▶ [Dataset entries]
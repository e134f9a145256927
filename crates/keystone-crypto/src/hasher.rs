use keystone_types::ObjectHash;
use sha2::{Digest, Sha256};

use crate::canonical::{canonical_json, CanonicalError};

/// SHA-256 content hasher.
///
/// Stateless; all methods are associated functions. `digest_parts` hashes a
/// sequence of byte slices as if they were concatenated, which is how tree
/// listings, snapshots, and commit headers are hashed without first building
/// one large buffer.
pub struct ContentHasher;

impl ContentHasher {
    /// SHA-256 of `data`.
    pub fn digest(data: &[u8]) -> ObjectHash {
        let bytes: [u8; 32] = Sha256::digest(data).into();
        ObjectHash::from_digest(bytes)
    }

    /// SHA-256 over the concatenation of `parts`.
    pub fn digest_parts<I, P>(parts: I) -> ObjectHash
    where
        I: IntoIterator<Item = P>,
        P: AsRef<[u8]>,
    {
        let mut hasher = Sha256::new();
        for part in parts {
            hasher.update(part.as_ref());
        }
        let bytes: [u8; 32] = hasher.finalize().into();
        ObjectHash::from_digest(bytes)
    }

    /// SHA-256 over the canonical JSON encoding of `value`.
    pub fn hash_json<T: serde::Serialize + ?Sized>(value: &T) -> Result<ObjectHash, CanonicalError> {
        let data = canonical_json(value)?;
        Ok(Self::digest(&data))
    }

    /// Verify that `data` produces the `expected` hash.
    pub fn verify(data: &[u8], expected: &ObjectHash) -> bool {
        Self::digest(data) == *expected
    }
}
use std::sync::atomic::{AtomicBool, Ordering};
use std::sync::Arc;

/// Cooperative cancellation shared between a caller and a running restore.
///
/// The restore checks the flag before each write.
#[derive(Clone, Debug, Default)]
pub struct CancelFlag(Arc<AtomicBool>);

impl CancelFlag {
    pub fn new() -> Self {
        Self::default()
    }

    pub fn cancel(&self) {
        self.0.store(true, Ordering::SeqCst);
    }

    pub fn is_cancelled(&self) -> bool {
        self.0.load(Ordering::SeqCst)
    }
}

/// How a rollback runs.
#[derive(Clone, Debug)]
pub struct RollbackOptions {
    /// Record the restored state as a new commit on the current branch.
    pub create_version: bool,
    /// Commit message; defaults to `Rollback to <tag>`.
    pub message: Option<String>,
    pub validate_after: bool,
    /// Compute the change set without writing anything.
    pub dry_run: bool,
    pub cancel: CancelFlag,
}

impl Default for RollbackOptions {
    fn default() -> Self {
        Self {
            create_version: true,
            message: None,
            validate_after: true,
            dry_run: false,
            cancel: CancelFlag::new(),
        }
    }
}

impl RollbackOptions {
    pub fn dry_run() -> Self {
        Self {
            dry_run: true,
            ..Self::default()
        }
    }
}
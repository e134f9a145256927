//! Entity-level diff: compare two sets of records matched by id.

use std::collections::{BTreeMap, BTreeSet};

use keystone_facility::{BuildingState, Category, EntityRecord};
use keystone_types::EntityId;
use serde_json::Value;

use crate::changes::{CategoryChanges, DiffResult, ModifiedEntity};
use crate::error::DiffError;

/// Top-level keys whose values differ between two JSON objects.
///
/// A key missing on one side counts as changed. Non-object values compare
/// as a single unnamed field.
pub fn changed_fields(before: &Value, after: &Value) -> Vec<String> {
    match (before, after) {
        (Value::Object(a), Value::Object(b)) => {
            let keys: BTreeSet<&String> = a.keys().chain(b.keys()).collect();
            keys.into_iter()
                .filter(|k| a.get(*k) != b.get(*k))
                .cloned()
                .collect()
        }
        _ if before == after => Vec::new(),
        _ => vec![String::new()],
    }
}

/// Compare two record lists of one category.
///
/// Ids only in `new` are added, ids only in `old` are removed, and ids on
/// both sides with different content are modified. A renamed entity keeps
/// its id and is therefore modified, not removed and re-added.
pub fn diff_records(old: &[EntityRecord], new: &[EntityRecord]) -> Result<CategoryChanges, DiffError> {
    let old: BTreeMap<&EntityId, &EntityRecord> = old.iter().map(|r| (r.id(), r)).collect();
    let new: BTreeMap<&EntityId, &EntityRecord> = new.iter().map(|r| (r.id(), r)).collect();
    let mut changes = CategoryChanges::default();

    for (id, before) in &old {
        match new.get(id) {
            Some(after) if before != after => {
                let fields = changed_fields(&before.to_value()?, &after.to_value()?);
                changes.modified.push(ModifiedEntity {
                    id: (*id).clone(),
                    before: (*before).clone(),
                    after: (*after).clone(),
                    changed_fields: fields,
                });
            }
            Some(_) => {}
            None => changes.removed.push((*before).clone()),
        }
    }

    for (id, after) in &new {
        if !old.contains_key(id) {
            changes.added.push((*after).clone());
        }
    }

    Ok(changes)
}

/// Compare two full building states.
///
/// The returned diff carries no version ids.
pub fn diff_states(old: &BuildingState, new: &BuildingState) -> Result<DiffResult, DiffError> {
    let mut result = DiffResult::default();
    for category in Category::ALL {
        *result.get_mut(category) = diff_records(&old.records(category), &new.records(category))?;
    }
    Ok(result)
}
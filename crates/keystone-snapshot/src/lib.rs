//! Snapshot capture for Keystone.
//!
//! A snapshot is the full state of one building repository at a point in
//! time, stored as five subtrees under a root tree:
//!
//! ```text
//! root
//! ├── building/    building.json, floors/<floor>.json
//! ├── equipment/   <type>/<equipment>.json
//! ├── files/       (empty)
//! ├── operations/  points/<point>.json
//! └── spatial/     <floor>/<room>.json
//! ```
//!
//! The snapshot hash covers the five subtree hashes and the capture counts,
//! so capturing unchanged state twice yields the same snapshot.

pub mod builder;
pub mod error;
pub mod materialize;
pub mod model;
pub mod repository;

pub use builder::{blob_name, entry_name, SnapshotBuilder};
pub use error::{SnapshotError, SnapshotResult};
pub use materialize::{category_hash, load_category, materialize};
pub use model::{Snapshot, SnapshotMetadata};
pub use repository::{InMemorySnapshotRepository, SnapshotRepository};
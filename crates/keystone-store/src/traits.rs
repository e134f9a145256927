use keystone_types::ObjectHash;
use serde::de::DeserializeOwned;
use serde::Serialize;

use crate::error::{StoreError, StoreResult};
use crate::object::{ObjectKind, StoredObject, Tree, TreeEntry};

/// Content-addressed object store.
///
/// All implementations must satisfy these invariants:
/// - Objects are immutable once written. The same bytes always produce the
///   same hash, and storing them twice as the same kind is a no-op. A blob
///   and a tree with identical bytes are kept as two objects.
/// - Reads verify content integrity; a mismatch is reported as
///   [`StoreError::HashMismatch`], never returned as data.
/// - Concurrent reads are always safe.
/// - There is no delete. History relies on every object remaining readable.
pub trait ObjectStore: Send + Sync {
    /// Store an object and return its content hash.
    ///
    /// If an object with the same hash and kind already exists, nothing is
    /// written.
    fn store(&self, object: &StoredObject) -> StoreResult<ObjectHash>;

    /// Read an object by hash. Returns `Ok(None)` if it does not exist.
    fn read(&self, hash: &ObjectHash) -> StoreResult<Option<StoredObject>>;

    /// Read the object stored under `hash` as `kind`.
    ///
    /// Identical bytes may be stored as both a blob and a tree under one
    /// hash; this only returns the copy stored as `kind`.
    fn read_as(&self, hash: &ObjectHash, kind: ObjectKind) -> StoreResult<Option<StoredObject>> {
        Ok(self.read(hash)?.filter(|obj| obj.kind == kind))
    }

    /// Check whether an object exists.
    fn exists(&self, hash: &ObjectHash) -> StoreResult<bool>;

    /// Read an object by hash, failing with [`StoreError::NotFound`] if absent.
    fn get(&self, hash: &ObjectHash) -> StoreResult<StoredObject> {
        self.read(hash)?.ok_or(StoreError::NotFound(*hash))
    }

    /// Like [`read_as`](Self::read_as), failing with
    /// [`StoreError::UnexpectedKind`] when the hash is only stored as the
    /// other kind and [`StoreError::NotFound`] when it is absent.
    fn get_as(&self, hash: &ObjectHash, kind: ObjectKind) -> StoreResult<StoredObject> {
        if let Some(obj) = self.read_as(hash, kind)? {
            return Ok(obj);
        }
        match self.read(hash)? {
            Some(other) => {
                other.expect_kind(kind)?;
                Ok(other)
            }
            None => Err(StoreError::NotFound(*hash)),
        }
    }

    /// Read multiple objects in a batch.
    fn read_batch(&self, hashes: &[ObjectHash]) -> StoreResult<Vec<Option<StoredObject>>> {
        hashes.iter().map(|h| self.read(h)).collect()
    }

    /// Store multiple objects in a batch and return their hashes.
    fn store_batch(&self, objects: &[StoredObject]) -> StoreResult<Vec<ObjectHash>> {
        objects.iter().map(|obj| self.store(obj)).collect()
    }
}

/// Typed helpers layered over any [`ObjectStore`].
pub trait ObjectStoreExt: ObjectStore {
    /// Store raw bytes as a blob.
    fn store_blob(&self, contents: &[u8]) -> StoreResult<StoredObject> {
        let object = StoredObject::blob(contents.to_vec());
        self.store(&object)?;
        Ok(object)
    }

    /// Store the canonical JSON encoding of `value` as a blob.
    fn store_json<T: Serialize + ?Sized>(&self, value: &T) -> StoreResult<StoredObject> {
        let object = StoredObject::json_blob(value)?;
        self.store(&object)?;
        Ok(object)
    }

    /// Store a tree and return the entry a parent tree would use for it.
    fn store_tree(&self, name: &str, tree: &Tree) -> StoreResult<TreeEntry> {
        let object = tree.to_stored_object()?;
        self.store(&object)?;
        Ok(TreeEntry::for_object(name, &object))
    }

    /// Read and decode a tree.
    fn get_tree(&self, hash: &ObjectHash) -> StoreResult<Tree> {
        Tree::from_stored_object(&self.get_as(hash, ObjectKind::Tree)?)
    }

    /// Read a blob and decode its JSON contents.
    fn get_json<T: DeserializeOwned>(&self, hash: &ObjectHash) -> StoreResult<T> {
        let object = self.get_as(hash, ObjectKind::Blob)?;
        serde_json::from_slice(&object.contents).map_err(|e| StoreError::CorruptObject {
            hash: *hash,
            reason: e.to_string(),
        })
    }
}

impl<S: ObjectStore + ?Sized> ObjectStoreExt for S {}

▶ [WHAT IS BEING ASKED] Using the data above, restate word for word the lines from its opening line through the line that contains "let bytes: [u8; 32] = Sha256::digest(data).into();", and no more.

▶ [EXERCISE SOLUTION]
repository e134f9a145256927
filename crates/keystone-crypto/src/hasher.rs
use keystone_types::ObjectHash;
use sha2::{Digest, Sha256};

use crate::canonical::{canonical_json, CanonicalError};

/// SHA-256 content hasher.
///
/// Stateless; all methods are associated functions. `digest_parts` hashes a
/// sequence of byte slices as if they were concatenated, which is how tree
/// listings, snapshots, and commit headers are hashed without first building
/// one large buffer.
pub struct ContentHasher;

impl ContentHasher {
    /// SHA-256 of `data`.
    pub fn digest(data: &[u8]) -> ObjectHash {
        let bytes: [u8; 32] = Sha256::digest(data).into();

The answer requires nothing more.